The first time I read it I was blown away. The second time I got even more out of it.
I came across essays on Miller and Bukowski that I think are definitive, but I also got
introductions to Authors I'd never heard of and advice I never imagined I needed.
I jumped on these new leads with a vengeance because I always read.
I started with Bohumil Hrabel's 'Too loud a Solitude', then Richard Yates 'Eleven kinds of Loneliness' on to
Albert Cossory, B. Traven, Jean Giono. I was in a new world. Irving Stettner put me over the edge.
I returned to Miller like a long lost friend and saw with better informed eyes the reason he was still in
my head talking away five minutes after I had put his book down.
I was shocked at how good Dick Gregory's biography was, and so at last I went looking for Guillermo's
other works....
I found out he wrote as William Joyce and had a novel 'First Born of an Ass'.
A stupendous read about 'Gorm' who transforms his body (And life) through weightlifting and
an obsession with his own feces, all the while showing up the killing machine at the heart of US
steel towns of the 1950's. Our hero creating his own world because he has to, while leading us through
a ludicrous but wholly realistic journey to the epicentre of american values.

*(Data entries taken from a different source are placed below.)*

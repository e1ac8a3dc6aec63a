//! `fsarc-core`'s error type: the shared taxonomy of [`fsarc_dtyp::Error`],
//! extended with variants for failures that only make sense at this layer
//! (a mount/mkfs adapter call, a filesystem syscall during restore).

use thiserror::Error;

#[derive(Debug, Error)]
pub enum Error {
    #[error(transparent)]
    Core(#[from] fsarc_dtyp::Error),

    #[error("filesystem adapter error: {0}")]
    Fs(String),

    #[error("no adapter registered for {0:?} (pass -x to select an experimental one)")]
    NoAdapter(fsarc_fs::FsFamily),

    #[error("run aborted by signal")]
    Aborted,

    #[error(transparent)]
    Io(#[from] std::io::Error),
}

pub type Result<T> = std::result::Result<T, Error>;

impl From<Error> for fsarc_dtyp::Error {
    fn from(e: Error) -> Self {
        match e {
            Error::Core(e) => e,
            Error::Fs(msg) => fsarc_dtyp::Error::InvalidArg(msg),
            Error::NoAdapter(family) => fsarc_dtyp::Error::InvalidArg(format!("no adapter for {family}")),
            Error::Aborted => fsarc_dtyp::Error::InvalidArg("aborted".into()),
            Error::Io(e) => fsarc_dtyp::Error::Io(e),
        }
    }
}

I read 'The Recorder of Births and Deaths’ A collection of short stories which only impressed me
even more. Funny and thought provoking while looking at the shadows in life that follow us all.
The point was that one man and one book had changed how, what and why I read, had made my life
more enjoyable and funnier, not to mention more my own. I wrote an email to an address I found
just to say a well deserved thank you while expecting no reply or acknowledgement.
A day or two later William replied and we have kept up contact ever since.
I read his poetry, got some of his back story, and gratefully learned that he is still writing.
He is currently working on a memoir of his time in Cuba which is as daring and provocative
as one would expect from a human being so committed to freedom and joy.
I gained a friend and made contact with a truly unique and gifted human being.
A wise, talented, supportive person who has so far been disgracefully ignored and consciously
hindered by an industry that cannot face itself or its ongoing legacy of failure to be fit for purpose.
We have fallen into a vacuum of conceit where technique is somehow more valued than talent,
luck plays more importance than ever and the 'Market' has forgotten its basis for existence.
The invisible hand swats rather than helps.
Guillermo must be read to keep us all sane.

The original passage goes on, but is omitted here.